What the task requires – Using the records below, filter out every line that lacks "Ordering" and copy the rest.

Material provided Start Marker

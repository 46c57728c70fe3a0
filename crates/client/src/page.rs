//! A single rendered page, on its way from raw pixels to an assembled PDF.

use qvm_sanitize_protocol::Dimensions;

use crate::prelude::*;

/// A page that has been received from the server and re-encoded to PNG,
/// ready for a PDF assembler to embed.
#[derive(Debug, Clone)]
pub struct PageRepresentation {
    /// 1-based page number, matching the order the server streamed pages in.
    pub page_number: u32,
    pub dimensions: Dimensions,
    /// Path to the re-encoded PNG on disk (scratch directory).
    pub png_path: PathBuf,
}
//! Validated image dimensions.
//!
//! A [`Dimensions`] can only be constructed through [`Dimensions::validate`],
//! which enforces the invariant from the data model: `1 <= width <=
//! MAX_IMG_WIDTH`, `1 <= height <= MAX_IMG_HEIGHT`, depth fixed at 8 bits.
//! Values failing this invariant must never reach an allocator or an
//! external process — that's the whole reason this type exists instead of a
//! bare `(u32, u32)`.

use crate::{
    constants::{CHANNELS, DEPTH, MAX_IMG_HEIGHT, MAX_IMG_WIDTH},
    error::SanitizeError,
};

/// Validated, wire-derived image dimensions.
#[derive(Debug, Clone, Copy, PartialEq, Eq)]
pub struct Dimensions {
    pub width: u32,
    pub height: u32,
}

impl Dimensions {
    /// Validate a pair of untrusted integers against the dimension
    /// invariant.
    ///
    /// This is the one and only way to obtain a [`Dimensions`] from
    /// attacker-controlled input. Depth is always 8 bits/channel, 3
    /// channels (RGB, no alpha) — it is not negotiated on the wire.
    pub fn validate(untrusted_width: i64, untrusted_height: i64) -> Result<Self, SanitizeError> {
        let width_ok = (1..=i64::from(MAX_IMG_WIDTH)).contains(&untrusted_width);
        let height_ok = (1..=i64::from(MAX_IMG_HEIGHT)).contains(&untrusted_height);

        if width_ok && height_ok {
            Ok(Dimensions {
                width: untrusted_width as u32,
                height: untrusted_height as u32,
            })
        } else {
            Err(SanitizeError::DimensionError(format!(
                "{untrusted_width}x{untrusted_height} outside allowed range 1..={MAX_IMG_WIDTH} x 1..={MAX_IMG_HEIGHT}"
            )))
        }
    }

    /// Depth in bits/channel. Always 8.
    pub fn depth(&self) -> u8 {
        DEPTH
    }

    /// Size, in bytes, of the raw interleaved RGB payload that follows this
    /// dimension's dim line on the wire.
    pub fn byte_size(&self) -> u64 {
        u64::from(self.width) * u64::from(self.height) * u64::from(CHANNELS)
    }
}

#[cfg(test)]
mod tests {
    use super::*;

    #[test]
    fn accepts_minimum_dimensions() {
        let dim = Dimensions::validate(1, 1).unwrap();
        assert_eq!(dim.width, 1);
        assert_eq!(dim.height, 1);
        assert_eq!(dim.byte_size(), 3);
    }

    #[test]
    fn accepts_maximum_dimensions() {
        let dim = Dimensions::validate(10_000, 10_000).unwrap();
        assert_eq!(dim.byte_size(), 10_000 * 10_000 * 3);
    }

    #[test]
    fn rejects_zero_width() {
        assert!(Dimensions::validate(0, 100).is_err());
    }

    #[test]
    fn rejects_oversize_width() {
        // The literal "oversize_dim_attack" scenario from the test plan.
        let err = Dimensions::validate(20_000, 20_000).unwrap_err();
        assert!(matches!(err, SanitizeError::DimensionError(_)));
    }

    #[test]
    fn rejects_negative_values() {
        assert!(Dimensions::validate(-1, 100).is_err());
        assert!(Dimensions::validate(100, -1).is_err());
    }

    #[test]
    fn rejects_width_just_over_max() {
        assert!(Dimensions::validate(10_001, 100).is_err());
        assert!(Dimensions::validate(100, 10_001).is_err());
    }
}
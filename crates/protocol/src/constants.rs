//! Compatibility-critical constants.
//!
//! These bound what the client will ever believe from an untrusted server.
//! Do not change them without also changing the deployed server, since a
//! server that emits dimensions or page counts outside these bounds will
//! simply be rejected by an older client.

/// Largest page count the client will accept from the server.
pub const MAX_PAGES: u32 = 10_000;

/// Largest image width, in pixels, the client will accept.
pub const MAX_IMG_WIDTH: u32 = 10_000;

/// Largest image height, in pixels, the client will accept.
pub const MAX_IMG_HEIGHT: u32 = 10_000;

/// Bits per channel in the raw RGB wire format. Never anything else.
pub const DEPTH: u8 = 8;

/// Channels per pixel in the raw RGB wire format (no alpha).
pub const CHANNELS: u32 = 3;
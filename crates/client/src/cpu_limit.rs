//! Limiting the number of concurrent CPU-bound conversions on the client
//! side (re-encoding raw RGB back to PNG, decoding PNGs for assembly).
//!
//! The bounded queues between pipeline stages already cap how many pages are
//! in flight, but each in-flight re-encode spawns an external `convert`
//! process that wants a full CPU core.

use std::sync::LazyLock;

use tokio::sync::Semaphore;

static CPU_SEMAPHORE: LazyLock<Semaphore> = LazyLock::new(|| Semaphore::new(num_cpus::get()));

/// Run `f` while holding a permit from the process-wide CPU semaphore.
pub async fn with_cpu_semaphore<Func, Fut, R>(f: Func) -> R
where
    Func: FnOnce() -> Fut,
    Fut: std::future::Future<Output = R>,
{
    let _permit = CPU_SEMAPHORE
        .acquire()
        .await
        .expect("CPU semaphore is never closed");
    f().await
}
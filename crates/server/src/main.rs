//! The disposable-VM half of the sanitizer. Reads one document from stdin,
//! rasterizes every page, and streams raw pixels to the client on stdout.
//!
//! This process is assumed compromised the moment it touches the uploaded
//! document, so it has no business being clever: it must emit exactly the
//! protocol bytes on stdout (diagnostics go to stderr), and it must never
//! retry or partially recover from a failed page — any subprocess failure
//! is fatal for the whole document.

mod cpu_limit;
mod mime;
mod pixelize;
mod pipeline;
mod process_utils;
mod rasterize;

use std::sync::Arc;

use tracing_subscriber::{EnvFilter, layer::SubscriberExt as _, util::SubscriberInitExt as _};

use qvm_sanitize_protocol::framing;

use pipeline::DocumentPageRenderer;

/// Queue depth for the render pipeline. The server has no `--batch` flag of
/// its own (it isn't interactive); it mirrors the client's own default.
const DEFAULT_CONCURRENCY_LIMIT: usize = 50;

#[tokio::main]
async fn main() {
    tracing_subscriber::registry()
        .with(
            tracing_subscriber::fmt::layer()
                .with_writer(std::io::stderr)
                .with_filter(EnvFilter::builder().with_default_directive(tracing::Level::INFO.into()).from_env_lossy()),
        )
        .init();

    if let Err(err) = run().await {
        eprintln!("error: {err}");
        std::process::exit(1);
    }
}

async fn run() -> anyhow::Result<()> {
    use anyhow::Context as _;

    let mut stdin = tokio::io::stdin();
    let data = framing::read_document_to_end(&mut stdin)
        .await
        .context("failed to read document from stdin")?;

    let scratch_dir = tempfile::Builder::new()
        .prefix("qvm-sanitize-server-")
        .tempdir()
        .context("failed to create scratch directory")?;

    let doc_path = scratch_dir.path().join("original");
    tokio::fs::write(&doc_path, &data)
        .await
        .context("failed to write scratch copy of document")?;

    let kind = mime::detect_kind(&doc_path).context("failed to detect document type")?;
    let pagecount = rasterize::page_count(&doc_path, kind)
        .await
        .context("failed to determine page count")?;

    let mut stdout = tokio::io::stdout();
    framing::write_pagecount_line(&mut stdout, pagecount)
        .await
        .context("failed to send page count")?;

    let renderer = Arc::new(DocumentPageRenderer {
        doc_path,
        scratch_dir: scratch_dir.path().to_owned(),
        kind,
    });

    pipeline::run_pipeline(renderer, pagecount, DEFAULT_CONCURRENCY_LIMIT, &mut stdout)
        .await
        .context("page rendering pipeline failed")?;

    Ok(())
}
//! The exact byte-level framing used on the wire.
//!
//! ```text
//! C→S: <document bytes> <EOF>
//! S→C: <pagecount>\n
//!      for n in 1..pagecount:
//!          <width> <height>\n
//!          <width*height*3 raw bytes>
//! ```
//!
//! All integers are ASCII decimal. The dim line uses exactly one ASCII
//! space. Newlines are `\n`, never `\r\n`. There is no length prefix on the
//! document upload; the server reads until EOF, so the client must close its
//! write side before expecting the page count.
//!
//! Every function here works over generic `AsyncRead`/`AsyncWrite`, not
//! hardcoded stdio, so the framing itself can be exercised in tests over an
//! in-memory `tokio::io::duplex` pair without spawning any subprocess.

use tokio::io::{AsyncBufRead, AsyncBufReadExt, AsyncRead, AsyncReadExt, AsyncWrite, AsyncWriteExt};

use crate::{dimensions::Dimensions, error::SanitizeError, pagecount::PageCount};

/// Read an entire document from `reader` until EOF.
///
/// This has no length prefix on the wire; the only way to know the document
/// is complete is that the writer closed its side.
pub async fn read_document_to_end<R>(reader: &mut R) -> Result<Vec<u8>, SanitizeError>
where
    R: AsyncRead + Unpin,
{
    let mut data = Vec::new();
    reader
        .read_to_end(&mut data)
        .await
        .map_err(|err| SanitizeError::TransportBroken(format!("failed to read document: {err}")))?;
    if data.is_empty() {
        return Err(SanitizeError::TransportBroken(
            "no document bytes received".to_owned(),
        ));
    }
    Ok(data)
}

/// Write the document bytes. The caller is responsible for shutting down
/// the write half afterwards so the peer sees EOF.
pub async fn write_document_bytes<W>(writer: &mut W, data: &[u8]) -> Result<(), SanitizeError>
where
    W: AsyncWrite + Unpin,
{
    writer
        .write_all(data)
        .await
        .map_err(|err| SanitizeError::TransportBroken(format!("failed to send document: {err}")))
}

/// Read one ASCII line, stripping the trailing `\n` (and any `\r` some
/// misbehaving peer might add), without interpreting it yet.
async fn read_line<R>(reader: &mut R) -> Result<String, SanitizeError>
where
    R: AsyncBufRead + Unpin,
{
    let mut line = String::new();
    let n = reader
        .read_line(&mut line)
        .await
        .map_err(|err| SanitizeError::ReceiveError(format!("failed to read line: {err}")))?;
    if n == 0 {
        return Err(SanitizeError::ReceiveError(
            "unexpected EOF waiting for line".to_owned(),
        ));
    }
    while line.ends_with('\n') || line.ends_with('\r') {
        line.pop();
    }
    Ok(line)
}

/// Write the page count line: one ASCII decimal integer, then `\n`.
pub async fn write_pagecount_line<W>(writer: &mut W, pagecount: PageCount) -> Result<(), SanitizeError>
where
    W: AsyncWrite + Unpin,
{
    let line = format!("{pagecount}\n");
    writer
        .write_all(line.as_bytes())
        .await
        .map_err(|err| SanitizeError::TransportBroken(format!("failed to send page count: {err}")))?;
    writer
        .flush()
        .await
        .map_err(|err| SanitizeError::TransportBroken(format!("failed to flush page count: {err}")))
}

/// Read and validate the page count line.
pub async fn read_pagecount_line<R>(reader: &mut R) -> Result<PageCount, SanitizeError>
where
    R: AsyncBufRead + Unpin,
{
    let line = read_line(reader).await?;
    let untrusted: i64 = line
        .trim()
        .parse()
        .map_err(|_| SanitizeError::PageError(format!("non-integer page count: {line:?}")))?;
    PageCount::validate(untrusted)
}

/// Write one dim line: `"<width> <height>\n"`.
pub async fn write_dim_line<W>(writer: &mut W, dim: Dimensions) -> Result<(), SanitizeError>
where
    W: AsyncWrite + Unpin,
{
    let line = format!("{} {}\n", dim.width, dim.height);
    writer
        .write_all(line.as_bytes())
        .await
        .map_err(|err| SanitizeError::TransportBroken(format!("failed to send dim line: {err}")))
}

/// Read and validate one dim line.
pub async fn read_dim_line<R>(reader: &mut R) -> Result<Dimensions, SanitizeError>
where
    R: AsyncBufRead + Unpin,
{
    let line = read_line(reader).await?;
    let mut parts = line.splitn(2, ' ');
    let untrusted_w = parts
        .next()
        .ok_or_else(|| SanitizeError::ReceiveError(format!("malformed dim line: {line:?}")))?;
    let untrusted_h = parts
        .next()
        .ok_or_else(|| SanitizeError::ReceiveError(format!("malformed dim line: {line:?}")))?;
    let untrusted_w: i64 = untrusted_w
        .parse()
        .map_err(|_| SanitizeError::ReceiveError(format!("non-integer width in {line:?}")))?;
    let untrusted_h: i64 = untrusted_h
        .parse()
        .map_err(|_| SanitizeError::ReceiveError(format!("non-integer height in {line:?}")))?;
    Dimensions::validate(untrusted_w, untrusted_h)
}

/// Write the raw RGB bytes for one page. Callers should flush once per
/// page, not per write, to keep syscall counts proportional to page count.
pub async fn write_page_bytes<W>(writer: &mut W, data: &[u8]) -> Result<(), SanitizeError>
where
    W: AsyncWrite + Unpin,
{
    writer
        .write_all(data)
        .await
        .map_err(|err| SanitizeError::TransportBroken(format!("failed to send page bytes: {err}")))?;
    writer
        .flush()
        .await
        .map_err(|err| SanitizeError::TransportBroken(format!("failed to flush page bytes: {err}")))
}

/// Read exactly `dim.byte_size()` bytes of raw RGB payload. A short read
/// (peer closed early) is a [`SanitizeError::ReceiveError`], never a panic
/// or a truncated buffer silently accepted.
pub async fn read_page_bytes<R>(reader: &mut R, dim: Dimensions) -> Result<Vec<u8>, SanitizeError>
where
    R: AsyncRead + Unpin,
{
    let size = dim.byte_size();
    let mut buf = vec![0u8; size as usize];
    reader.read_exact(&mut buf).await.map_err(|err| {
        SanitizeError::ReceiveError(format!(
            "expected {size} bytes of page data, read failed: {err}"
        ))
    })?;
    Ok(buf)
}

#[cfg(test)]
mod tests {
    use super::*;
    use tokio::io::{BufReader, duplex};

    #[tokio::test]
    async fn pagecount_round_trips() {
        let (mut client, server) = duplex(64);
        let mut server = BufReader::new(server);
        let pc = PageCount::validate(42).unwrap();
        write_pagecount_line(&mut client, pc).await.unwrap();
        let got = read_pagecount_line(&mut server).await.unwrap();
        assert_eq!(got, pc);
    }

    #[tokio::test]
    async fn dim_line_round_trips() {
        let (mut client, server) = duplex(64);
        let mut server = BufReader::new(server);
        let dim = Dimensions::validate(800, 600).unwrap();
        write_dim_line(&mut client, dim).await.unwrap();
        let got = read_dim_line(&mut server).await.unwrap();
        assert_eq!(got, dim);
    }

    #[tokio::test]
    async fn oversize_dim_line_is_rejected_before_any_read() {
        let (mut client, server) = duplex(64);
        let mut server = BufReader::new(server);
        client.write_all(b"20000 20000\n").await.unwrap();
        let err = read_dim_line(&mut server).await.unwrap_err();
        assert!(matches!(err, SanitizeError::DimensionError(_)));
    }

    #[tokio::test]
    async fn truncated_page_payload_is_receive_error() {
        let (mut client, server) = duplex(4096);
        let mut server = server;
        let dim = Dimensions::validate(10, 10).unwrap(); // expects 300 bytes
        client.write_all(&vec![0u8; 10]).await.unwrap();
        drop(client); // close early, short of 300 bytes
        let err = read_page_bytes(&mut server, dim).await.unwrap_err();
        assert!(matches!(err, SanitizeError::ReceiveError(_)));
    }

    #[tokio::test]
    async fn malformed_dim_line_is_receive_error() {
        let (mut client, server) = duplex(64);
        let mut server = BufReader::new(server);
        client.write_all(b"not-a-number\n").await.unwrap();
        let err = read_dim_line(&mut server).await.unwrap_err();
        assert!(matches!(err, SanitizeError::ReceiveError(_)));
    }

    #[tokio::test]
    async fn eof_before_pagecount_is_receive_error() {
        let (client, server) = duplex(64);
        drop(client);
        let mut server = BufReader::new(server);
        let err = read_pagecount_line(&mut server).await.unwrap_err();
        assert!(matches!(err, SanitizeError::ReceiveError(_)));
    }

    #[tokio::test]
    async fn page_bytes_round_trip() {
        let (mut client, server) = duplex(4096);
        let mut server = server;
        let dim = Dimensions::validate(2, 2).unwrap(); // 12 bytes
        let payload: Vec<u8> = (0..12).collect();
        write_page_bytes(&mut client, &payload).await.unwrap();
        let got = read_page_bytes(&mut server, dim).await.unwrap();
        assert_eq!(got, payload);
    }
}
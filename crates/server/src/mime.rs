//! Sniffing the uploaded document's type.
//!
//! We never trust a claimed file extension (there is none here — the
//! scratch file is always named `original`), only the magic bytes.

use std::path::Path;

use qvm_sanitize_protocol::SanitizeError;

/// What kind of document did the client upload?
#[derive(Debug, Clone, Copy, PartialEq, Eq)]
pub enum DocumentKind {
    /// A PDF document; rasterize page by page with `pdftocairo`.
    Pdf,
    /// A raster image (PNG/JPEG); treat as a single already-rasterized
    /// page, skipping `pdftocairo` entirely.
    Image,
}

/// Detect the kind of document at `path`, or fail with [`SanitizeError::PageError`]
/// if it's neither a PDF nor a supported image — there is nothing to
/// sanitize a video/audio/office file into without the out-of-core
/// LibreOffice ingestion path.
pub fn detect_kind(path: &Path) -> Result<DocumentKind, SanitizeError> {
    let kind = infer::get_from_path(path)
        .map_err(|err| SanitizeError::PageError(format!("failed to read document: {err}")))?
        .ok_or_else(|| SanitizeError::PageError("could not determine document type".to_owned()))?;

    match kind.mime_type() {
        "application/pdf" => Ok(DocumentKind::Pdf),
        "image/png" | "image/jpeg" => Ok(DocumentKind::Image),
        other => Err(SanitizeError::PageError(format!(
            "unsupported document type {other}"
        ))),
    }
}
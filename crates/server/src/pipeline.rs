//! C5: the server pipeline. A bounded producer/consumer that rasterizes and
//! pixelizes every page of a document, in page order, while streaming
//! finished pages to the client as soon as they're ready.
//!
//! The producer spawns one rendering task per page (bounded indirectly by
//! [`crate::cpu_limit`], which caps concurrent external processes) and hands
//! each task's [`tokio::task::JoinHandle`] to the consumer over a bounded
//! channel. Because the channel itself is bounded to `concurrency_limit`,
//! trying to enqueue page *n+limit* blocks until the consumer has taken page
//! *n* — this is the queue-with-ownership-transfer pattern, generalized from
//! a single work item to a whole page stream.

use std::{path::PathBuf, sync::Arc};

use async_trait::async_trait;
use tokio::{io::AsyncWrite, sync::mpsc, task::JoinHandle};
use tracing::{debug, instrument};

use qvm_sanitize_protocol::{Dimensions, PageCount, SanitizeError, framing};

use crate::{
    mime::DocumentKind,
    pixelize::{RenderedPage, convert_png_to_rgb, identify_dimensions},
    rasterize::rasterize_page,
};

/// Abstraction over "render page N to raw RGB," so the bounded
/// producer/consumer logic in [`run_pipeline`] can be tested without
/// shelling out to `pdftocairo`/`gm`.
#[async_trait]
pub trait PageRenderer: Send + Sync + 'static {
    async fn render(&self, page: u32) -> Result<RenderedPage, SanitizeError>;
}

/// The real renderer: rasterize with `pdftocairo` (or pass through an
/// already-rasterized image), measure with `gm identify`, convert with `gm
/// convert`.
pub struct DocumentPageRenderer {
    pub doc_path: PathBuf,
    pub scratch_dir: PathBuf,
    pub kind: DocumentKind,
}

#[async_trait]
impl PageRenderer for DocumentPageRenderer {
    #[instrument(level = "debug", skip(self), fields(page))]
    async fn render(&self, page: u32) -> Result<RenderedPage, SanitizeError> {
        let png_path = rasterize_page(&self.doc_path, &self.scratch_dir, self.kind, page).await?;
        let (w, h) = identify_dimensions(&png_path).await?;
        let dimensions = Dimensions::validate(i64::from(w), i64::from(h))?;

        let rgb_path = self.scratch_dir.join(format!("{page}.rgb"));
        convert_png_to_rgb(&png_path, &rgb_path).await?;

        // Only unlink the intermediate PNG if we created it ourselves; for
        // plain-image passthrough, `png_path` is the client's own upload.
        if self.kind == DocumentKind::Pdf {
            let _ = tokio::fs::remove_file(&png_path).await;
        }

        Ok(RenderedPage { dimensions, rgb_path })
    }
}

/// Run the bounded producer/consumer over every page of `pagecount`,
/// writing `"<w> <h>\n"` plus raw RGB bytes for each page, in order, to
/// `writer`.
///
/// On any failure, outstanding render tasks are aborted, their scratch
/// files are best-effort deleted, and the error is returned. The caller is
/// responsible for tearing down the scratch directory as a whole afterward.
#[instrument(level = "debug", skip_all, fields(pagecount = %pagecount))]
pub async fn run_pipeline<R, W>(
    renderer: Arc<R>,
    pagecount: PageCount,
    concurrency_limit: usize,
    writer: &mut W,
) -> Result<(), SanitizeError>
where
    R: PageRenderer,
    W: AsyncWrite + Unpin + Send,
{
    let (tx, mut rx) = mpsc::channel::<JoinHandle<Result<RenderedPage, SanitizeError>>>(
        concurrency_limit.max(1),
    );

    let producer_renderer = renderer.clone();
    let producer = tokio::spawn(async move {
        for page in pagecount.page_indices() {
            let renderer = producer_renderer.clone();
            let handle = tokio::spawn(async move { renderer.render(page).await });
            if tx.send(handle).await.is_err() {
                // Consumer gave up (an earlier page failed); stop producing.
                break;
            }
        }
    });

    let consume_result = consume(&mut rx, pagecount, writer).await;

    if consume_result.is_err() {
        producer.abort();
        rx.close();
        while let Some(handle) = rx.recv().await {
            handle.abort();
        }
    } else if let Err(err) = producer.await {
        if !err.is_cancelled() {
            return Err(SanitizeError::ConversionFailed(format!(
                "producer task panicked: {err}"
            )));
        }
    }

    consume_result
}

async fn consume<W>(
    rx: &mut mpsc::Receiver<JoinHandle<Result<RenderedPage, SanitizeError>>>,
    pagecount: PageCount,
    writer: &mut W,
) -> Result<(), SanitizeError>
where
    W: AsyncWrite + Unpin + Send,
{
    for _ in pagecount.page_indices() {
        let handle = rx.recv().await.ok_or_else(|| {
            SanitizeError::ConversionFailed("producer ended before all pages were rendered".to_owned())
        })?;
        let rendered = handle
            .await
            .map_err(|err| SanitizeError::ConversionFailed(format!("render task panicked: {err}")))??;

        framing::write_dim_line(writer, rendered.dimensions).await?;
        let bytes = tokio::fs::read(&rendered.rgb_path)
            .await
            .map_err(|err| SanitizeError::ConversionFailed(format!("failed to read rendered page: {err}")))?;
        framing::write_page_bytes(writer, &bytes).await?;
        let _ = tokio::fs::remove_file(&rendered.rgb_path).await;
        debug!("sent page");
    }
    Ok(())
}

#[cfg(test)]
mod tests {
    use super::*;
    use std::sync::atomic::{AtomicU32, Ordering};

    struct FakeRenderer {
        fail_on: Option<u32>,
        max_concurrent_seen: AtomicU32,
        concurrent: AtomicU32,
    }

    #[async_trait]
    impl PageRenderer for FakeRenderer {
        async fn render(&self, page: u32) -> Result<RenderedPage, SanitizeError> {
            let now = self.concurrent.fetch_add(1, Ordering::SeqCst) + 1;
            self.max_concurrent_seen.fetch_max(now, Ordering::SeqCst);
            tokio::time::sleep(std::time::Duration::from_millis(1)).await;
            self.concurrent.fetch_sub(1, Ordering::SeqCst);

            if self.fail_on == Some(page) {
                return Err(SanitizeError::ConversionFailed("boom".to_owned()));
            }

            let dir = std::env::temp_dir();
            let rgb_path = dir.join(format!("pipeline-test-{page}-{:p}.rgb", self));
            tokio::fs::write(&rgb_path, vec![page as u8; 3]).await.unwrap();
            Ok(RenderedPage {
                dimensions: Dimensions::validate(1, 1).unwrap(),
                rgb_path,
            })
        }
    }

    #[tokio::test]
    async fn emits_pages_in_order() {
        let renderer = Arc::new(FakeRenderer {
            fail_on: None,
            max_concurrent_seen: AtomicU32::new(0),
            concurrent: AtomicU32::new(0),
        });
        let pagecount = PageCount::validate(5).unwrap();
        let mut out = Vec::new();
        run_pipeline(renderer, pagecount, 2, &mut out).await.unwrap();

        // Each page is "1 1\n" + 3 bytes equal to the page number.
        let mut cursor = &out[..];
        for page in 1..=5u8 {
            assert!(cursor.starts_with(b"1 1\n"));
            cursor = &cursor[4..];
            assert_eq!(&cursor[..3], &[page, page, page]);
            cursor = &cursor[3..];
        }
        assert!(cursor.is_empty());
    }

    #[tokio::test]
    async fn stops_cleanly_on_mid_stream_failure() {
        let renderer = Arc::new(FakeRenderer {
            fail_on: Some(3),
            max_concurrent_seen: AtomicU32::new(0),
            concurrent: AtomicU32::new(0),
        });
        let pagecount = PageCount::validate(10).unwrap();
        let mut out = Vec::new();
        let result = run_pipeline(renderer, pagecount, 4, &mut out).await;
        assert!(result.is_err());
    }
}
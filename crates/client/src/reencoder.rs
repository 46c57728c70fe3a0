//! C7: re-encoding the raw RGB pixels we received back into PNG, so the
//! assembler can hand the `image` crate something it already knows how to
//! decode.
//!
//! We go through GraphicsMagick rather than encoding the PNG ourselves in
//! process: the server already trusts `gm` to do the PNG<->raw conversion,
//! and keeping that round trip symmetric means a corrupt or adversarial
//! pixel buffer is caught by the same tool on both ends.

use tokio::process::Command;

use qvm_sanitize_protocol::{Dimensions, SanitizeError};

use crate::{async_utils::check_for_command_failure, cpu_limit::with_cpu_semaphore, prelude::*};

/// Convert `rgb_path` (raw interleaved 8-bit RGB, `dimensions` wide/tall)
/// into a PNG at `png_path`.
pub async fn reencode_to_png(
    rgb_path: &Path,
    dimensions: Dimensions,
    png_path: &Path,
) -> Result<(), SanitizeError> {
    let geometry = format!("{}x{}", dimensions.width, dimensions.height);
    let rgb_arg = format!("rgb:{}", rgb_path.display());

    with_cpu_semaphore(|| async {
        let status = Command::new("gm")
            .arg("convert")
            .arg("-size")
            .arg(&geometry)
            .arg("-depth")
            .arg(dimensions.depth().to_string())
            .arg(&rgb_arg)
            .arg(png_path)
            .status()
            .await
            .map_err(|err| SanitizeError::ConversionFailed(format!("failed to run gm: {err}")))?;
        check_for_command_failure("gm convert (rgb -> png)", status)
    })
    .await
}

#[cfg(test)]
mod tests {
    use super::*;

    #[test]
    fn geometry_string_matches_dimensions() {
        let dim = Dimensions::validate(800, 600).unwrap();
        assert_eq!(format!("{}x{}", dim.width, dim.height), "800x600");
    }
}
//! Asynchronous helpers shared across the client's pipeline stages.

use qvm_sanitize_protocol::SanitizeError;

/// Wrapper around [`tokio::task::spawn_blocking`] that propagates panics
/// from the background task, instead of silently losing them the way a bare
/// `.await.unwrap()` would obscure their origin.
///
/// Every blocking filesystem or image-library call in this crate (PNG
/// decode, PDF assembly) goes through this, so the single-threaded
/// cooperative scheduler never stalls on synchronous work.
pub async fn spawn_blocking_propagating_panics<F, T>(f: F) -> T
where
    F: FnOnce() -> T + Send + 'static,
    T: Send + 'static,
{
    tokio::task::spawn_blocking(f)
        .await
        .expect("blocking task panicked")
}

/// Report any command failures as a [`SanitizeError::ConversionFailed`].
pub fn check_for_command_failure(
    command_name: &str,
    status: std::process::ExitStatus,
) -> Result<(), SanitizeError> {
    if status.success() {
        Ok(())
    } else if let Some(exit_code) = status.code() {
        Err(SanitizeError::ConversionFailed(format!(
            "{command_name} failed with exit code {exit_code}"
        )))
    } else {
        Err(SanitizeError::ConversionFailed(format!(
            "{command_name} failed"
        )))
    }
}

Material provided End Marker

Output below –
    use std::sync::atomic::{AtomicU32, Ordering};
            let now = self.concurrent.fetch_add(1, Ordering::SeqCst) + 1;
            self.max_concurrent_seen.fetch_max(now, Ordering::SeqCst);
            self.concurrent.fetch_sub(1, Ordering::SeqCst);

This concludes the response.